//! Monte Carlo simulation of cumulative outcomes
//!
//! Each path walks month by month: the fixed part gets a small multiplicative
//! noise, the variable part gets growth plus normally distributed volatility.
//! Both are floored at zero and the path stores its running total. Paths run
//! in batches with a cancellation check between batches.

use tracing::debug;

use super::cancel::CancelToken;
use super::forecast::ForecastInputs;
use super::rng::RandomSource;
use super::stats::{mean, percentile_sorted, round_currency, round_pct, sorted};
use super::types::{
    HistogramBucket, MonteCarloReport, MonthlyPercentiles, PercentileSet, SimulationInputs,
};
use crate::config::MonteCarloConfig;
use crate::error::{Error, Result};

pub const HISTOGRAM_BUCKETS: usize = 10;

#[derive(Debug, Clone, Copy, PartialEq)]
pub struct SimulationRequest {
    pub simulations: usize,
    pub months_ahead: u32,
    pub goal: Option<f64>,
}

/// Raw simulated trajectories
#[derive(Debug, Clone)]
pub struct SimulationResult {
    /// `by_month[m][path]` is the cumulative total of `path` after month `m + 1`
    pub by_month: Vec<Vec<f64>>,
}

impl SimulationResult {
    /// Cumulative totals at the horizon
    pub fn finals(&self) -> &[f64] {
        self.by_month.last().map(Vec::as_slice).unwrap_or(&[])
    }
}

/// Volatility used for the variable part, never zero
pub fn effective_std(inputs: &ForecastInputs, config: &MonteCarloConfig) -> f64 {
    let floor = config.volatility_floor_ratio * inputs.baseline_monthly();
    let std = inputs.variable_std.max(floor);
    if std > 0.0 {
        std
    } else {
        config.min_volatility
    }
}

/// Run every path
pub fn simulate<R: RandomSource + ?Sized>(
    inputs: &ForecastInputs,
    request: &SimulationRequest,
    config: &MonteCarloConfig,
    rng: &mut R,
    cancel: &CancelToken,
) -> Result<SimulationResult> {
    if request.simulations == 0 {
        return Err(Error::InvalidParameter(
            "simulations must be at least 1".into(),
        ));
    }
    if request.months_ahead == 0 {
        return Err(Error::InvalidParameter(
            "months_ahead must be at least 1".into(),
        ));
    }

    let months = request.months_ahead as usize;
    let volatility = effective_std(inputs, config);
    let growth: Vec<f64> = (1..=request.months_ahead)
        .map(|m| inputs.growth_factor(m))
        .collect();

    let mut by_month: Vec<Vec<f64>> = (0..months)
        .map(|_| Vec::with_capacity(request.simulations))
        .collect();

    let batch_size = config.batch_size.max(1);
    let mut done = 0;
    while done < request.simulations {
        cancel.check()?;
        let batch = batch_size.min(request.simulations - done);

        for _ in 0..batch {
            let mut cumulative = 0.0;
            for (m, g) in growth.iter().enumerate() {
                let z_fixed = rng.next_standard_normal();
                let z_var = rng.next_standard_normal();

                let fixed = (inputs.fixed_monthly * (1.0 + config.fixed_noise * z_fixed)).max(0.0);
                let variable =
                    (inputs.variable_monthly * g + volatility * g * z_var).max(0.0);

                cumulative += fixed + variable;
                by_month[m].push(cumulative);
            }
        }

        done += batch;
    }

    debug!(
        simulations = request.simulations,
        months = months,
        volatility = volatility,
        "Monte Carlo paths complete"
    );

    Ok(SimulationResult { by_month })
}

/// P10/P25/P50/P75/P90 of sorted values
pub fn percentile_set(sorted_values: &[f64]) -> PercentileSet {
    PercentileSet {
        p10: round_currency(percentile_sorted(sorted_values, 0.10)),
        p25: round_currency(percentile_sorted(sorted_values, 0.25)),
        p50: round_currency(percentile_sorted(sorted_values, 0.50)),
        p75: round_currency(percentile_sorted(sorted_values, 0.75)),
        p90: round_currency(percentile_sorted(sorted_values, 0.90)),
    }
}

/// Equal-width histogram over `[min, max]`
///
/// The last bucket includes `max`. When every value is equal they all land
/// in the first bucket.
pub fn histogram(values: &[f64], buckets: usize) -> Vec<HistogramBucket> {
    if values.is_empty() || buckets == 0 {
        return vec![];
    }

    let min = values.iter().copied().fold(f64::INFINITY, f64::min);
    let max = values.iter().copied().fold(f64::NEG_INFINITY, f64::max);
    let width = (max - min) / buckets as f64;

    let mut counts = vec![0usize; buckets];
    for v in values {
        let index = if width > 0.0 {
            (((v - min) / width).floor() as usize).min(buckets - 1)
        } else {
            0
        };
        counts[index] += 1;
    }

    let n = values.len() as f64;
    counts
        .into_iter()
        .enumerate()
        .map(|(i, count)| HistogramBucket {
            lower: round_currency(min + width * i as f64),
            upper: round_currency(min + width * (i + 1) as f64),
            count,
            percentage: round_pct(count as f64 / n * 100.0),
        })
        .collect()
}

/// Fraction of values at or above the goal, as a percentage
pub fn goal_probability_pct(values: &[f64], goal: Option<f64>) -> f64 {
    match goal {
        Some(goal) if !values.is_empty() => {
            let hits = values.iter().filter(|v| **v >= goal).count();
            hits as f64 / values.len() as f64 * 100.0
        }
        _ => 0.0,
    }
}

/// Build the report payload from simulated paths
pub fn summarize(
    result: &SimulationResult,
    request: &SimulationRequest,
    inputs: &ForecastInputs,
    config: &MonteCarloConfig,
    seed: u64,
) -> MonteCarloReport {
    let finals = sorted(result.finals());

    let monthly_percentiles = result
        .by_month
        .iter()
        .enumerate()
        .map(|(m, values)| MonthlyPercentiles {
            month: m as u32 + 1,
            percentiles: percentile_set(&sorted(values)),
        })
        .collect();

    MonteCarloReport {
        simulations: request.simulations,
        months_ahead: request.months_ahead,
        seed,
        percentiles: percentile_set(&finals),
        mean_outcome: round_currency(mean(&finals)),
        goal_amount: request.goal,
        goal_probability_pct: round_pct(goal_probability_pct(&finals, request.goal)),
        distribution_buckets: histogram(&finals, HISTOGRAM_BUCKETS),
        monthly_percentiles,
        inputs_summary: SimulationInputs {
            fixed_monthly: round_currency(inputs.fixed_monthly),
            variable_monthly: round_currency(inputs.variable_monthly),
            variable_std_dev: round_currency(inputs.variable_std),
            effective_std_dev: round_currency(effective_std(inputs, config)),
            growth_rate_pct: round_pct(inputs.growth_rate * 100.0),
        },
    }
}
//! Provider operations

use rusqlite::{params, OptionalExtension};

use super::Database;
use crate::error::{Error, Result};
use crate::models::Provider;

impl Database {
    /// Create or get a provider by name
    pub fn upsert_provider(&self, name: &str) -> Result<i64> {
        let conn = self.conn()?;

        let existing: Option<i64> = conn
            .query_row(
                "SELECT id FROM providers WHERE name = ?",
                params![name.trim()],
                |row| row.get(0),
            )
            .optional()?;

        if let Some(id) = existing {
            return Ok(id);
        }

        conn.execute(
            "INSERT INTO providers (name) VALUES (?)",
            params![name.trim()],
        )?;

        Ok(conn.last_insert_rowid())
    }

    /// List all providers
    pub fn list_providers(&self) -> Result<Vec<Provider>> {
        let conn = self.conn()?;
        let mut stmt = conn.prepare("SELECT id, name FROM providers ORDER BY name")?;

        let providers = stmt
            .query_map([], |row| {
                Ok(Provider {
                    id: row.get(0)?,
                    name: row.get(1)?,
                })
            })?
            .collect::<std::result::Result<Vec<_>, _>>()?;

        Ok(providers)
    }

    /// Find a provider by name (case-insensitive)
    pub fn find_provider(&self, name: &str) -> Result<Option<Provider>> {
        let conn = self.conn()?;
        let provider = conn
            .query_row(
                "SELECT id, name FROM providers WHERE name = ?",
                params![name.trim()],
                |row| {
                    Ok(Provider {
                        id: row.get(0)?,
                        name: row.get(1)?,
                    })
                },
            )
            .optional()?;

        Ok(provider)
    }

    /// Find a provider by name, failing when it does not exist
    pub fn require_provider(&self, name: &str) -> Result<Provider> {
        self.find_provider(name)?
            .ok_or_else(|| Error::NotFound(format!("Provider not found: {}", name.trim())))
    }
}
//! CLI command implementations
//!
//! Commands are organized by domain:
//! - `core` - Store commands (init, load, streams) and shared utilities (open_db, open_engine)
//! - `reports` - Report commands (table or `--json` output)
//! - `serve` - Web server command

pub mod core;
pub mod reports;
pub mod serve;

// Re-export command functions for main.rs
pub use core::*;
pub use reports::*;
pub use serve::*;

use anyhow::{Context, Result};
use serde::Serialize;

/// Truncate a string to a maximum length, adding "..." if truncated
pub fn truncate(s: &str, max: usize) -> String {
    if s.chars().count() <= max {
        s.to_string()
    } else {
        let kept: String = s.chars().take(max.saturating_sub(3)).collect();
        format!("{}...", kept)
    }
}

/// Print a payload as pretty JSON
pub fn print_json<T: Serialize>(value: &T) -> Result<()> {
    let json = serde_json::to_string_pretty(value).context("Failed to serialize report")?;
    println!("{}", json);
    Ok(())
}

/// Format a signed percentage with an explicit sign
pub fn signed_pct(pct: f64) -> String {
    if pct > 0.0 {
        format!("+{:.1}%", pct)
    } else {
        format!("{:.1}%", pct)
    }
}
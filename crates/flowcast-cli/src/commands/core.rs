//! Core command implementations and shared utilities
//!
//! This module contains:
//! - `open_db` / `open_engine` - Shared utilities to open the store and engine
//! - `resolve_filter` / `resolve_range` - Turn CLI arguments into engine parameters
//! - `cmd_init` - Initialize the database
//! - `cmd_load` - Load a dataset file
//! - `cmd_streams` - List streams

use std::path::Path;

use anyhow::{Context, Result};
use flowcast_core::models::{DateRange, StreamFilter, StreamSummary};
use flowcast_core::{import, AnalyticsEngine, Database, EngineConfig};

use super::{print_json, truncate};
use crate::cli::FilterArgs;

/// Open (or create) the database
pub fn open_db(db_path: &Path) -> Result<Database> {
    let path_str = db_path
        .to_str()
        .context("Database path must be valid UTF-8")?;
    Database::new(path_str).context("Failed to open database")
}

/// Load engine configuration from `--config` or the default location
pub fn load_config(config_path: Option<&Path>) -> Result<EngineConfig> {
    EngineConfig::load(config_path).context("Failed to load engine config")
}

/// Open the store and wrap it in an analytics engine
pub fn open_engine(db_path: &Path, config_path: Option<&Path>) -> Result<AnalyticsEngine<Database>> {
    let db = open_db(db_path)?;
    let config = load_config(config_path)?;
    Ok(AnalyticsEngine::with_config(db, config))
}

/// Resolve filter arguments, looking providers up by name
pub fn resolve_filter(db: &Database, args: &FilterArgs) -> Result<StreamFilter> {
    let provider_id = match args.provider.as_deref() {
        Some(name) => Some(db.require_provider(name)?.id),
        None => None,
    };

    Ok(StreamFilter {
        direction: args.direction,
        provider_id,
        stream_id: args.stream,
        category: args.category.clone(),
    })
}

/// Resolve `--from`/`--to` against the engine's notion of today
pub fn resolve_range(
    engine: &AnalyticsEngine<Database>,
    from: Option<&str>,
    to: Option<&str>,
) -> Result<Option<DateRange>> {
    DateRange::from_bounds(from, to, engine.today()).context("Invalid date range")
}

pub fn cmd_init(db_path: &Path) -> Result<()> {
    println!("🔧 Initializing database at {}...", db_path.display());

    let db = open_db(db_path)?;
    let stats = db.store_stats()?;

    println!(
        "   {} streams, {} snapshots",
        stats.stream_count, stats.snapshot_count
    );
    println!("✅ Database initialized successfully!");
    println!();
    println!("Next steps:");
    println!("  1. Load data: flowcast load --file streams.json");
    println!("  2. Run a report: flowcast report trend");
    println!("  3. Start the API: flowcast serve");

    Ok(())
}

pub fn cmd_load(db: &Database, file: &Path, replace: bool) -> Result<()> {
    println!("📥 Loading {}...", file.display());
    if replace {
        println!("   Replacing existing streams");
    }

    let stats = import::load_file(db, file, replace)
        .with_context(|| format!("Failed to load {}", file.display()))?;

    println!("   Streams:           {}", stats.streams);
    println!("   Snapshots created: {}", stats.snapshots_created);
    println!("   Snapshots updated: {}", stats.snapshots_updated);
    if stats.skipped > 0 {
        println!("   ⚠️  Skipped rows:   {}", stats.skipped);
    }

    let totals = db.store_stats()?;
    if let (Some(first), Some(last)) = (totals.first_snapshot, totals.last_snapshot) {
        println!(
            "   Store now holds {} snapshots from {} to {}",
            totals.snapshot_count, first, last
        );
    }
    println!("✅ Load complete");

    Ok(())
}

pub fn cmd_streams(db: &Database, filter: &StreamFilter, json: bool) -> Result<()> {
    let providers = db.list_providers()?;
    let streams: Vec<StreamSummary> = db
        .list_streams()?
        .iter()
        .filter(|s| filter.matches(s))
        .map(|s| StreamSummary::from_stream(s, &providers))
        .collect();

    if json {
        return print_json(&streams);
    }

    if streams.is_empty() {
        println!("No streams found. Load data with: flowcast load --file <file>");
        return Ok(());
    }

    println!();
    println!(
        "   {:>4} │ {:24} │ {:16} │ {:8} │ {:>5} │ {:>12} │ {:10}",
        "ID", "Name", "Provider", "Dir", "Snaps", "Latest", "Last date"
    );
    println!("   ─────┼──────────────────────────┼──────────────────┼──────────┼───────┼──────────────┼───────────");
    for s in &streams {
        let name = if s.is_fixed {
            format!("{} (fixed)", s.name)
        } else {
            s.name.clone()
        };
        println!(
            "   {:>4} │ {:24} │ {:16} │ {:8} │ {:>5} │ {:>12} │ {:10}",
            s.id,
            truncate(&name, 24),
            truncate(s.provider.as_deref().unwrap_or("-"), 16),
            s.direction.as_str(),
            s.snapshot_count,
            s.latest_usd
                .map(|v| format!("${:.2}", v))
                .unwrap_or_else(|| "-".to_string()),
            s.last_date
                .map(|d| d.to_string())
                .unwrap_or_else(|| "-".to_string()),
        );
    }
    println!();
    println!("   {} streams", streams.len());

    Ok(())
}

● Assignment:
Return only the exact lines from the opening of the records through the line that contains "use tracing::debug;", both included.

● Solved problem:
//! Monte Carlo simulation of cumulative outcomes
//!
//! Each path walks month by month: the fixed part gets a small multiplicative
//! noise, the variable part gets growth plus normally distributed volatility.
//! Both are floored at zero and the path stores its running total. Paths run
//! in batches with a cancellation check between batches.

use tracing::debug;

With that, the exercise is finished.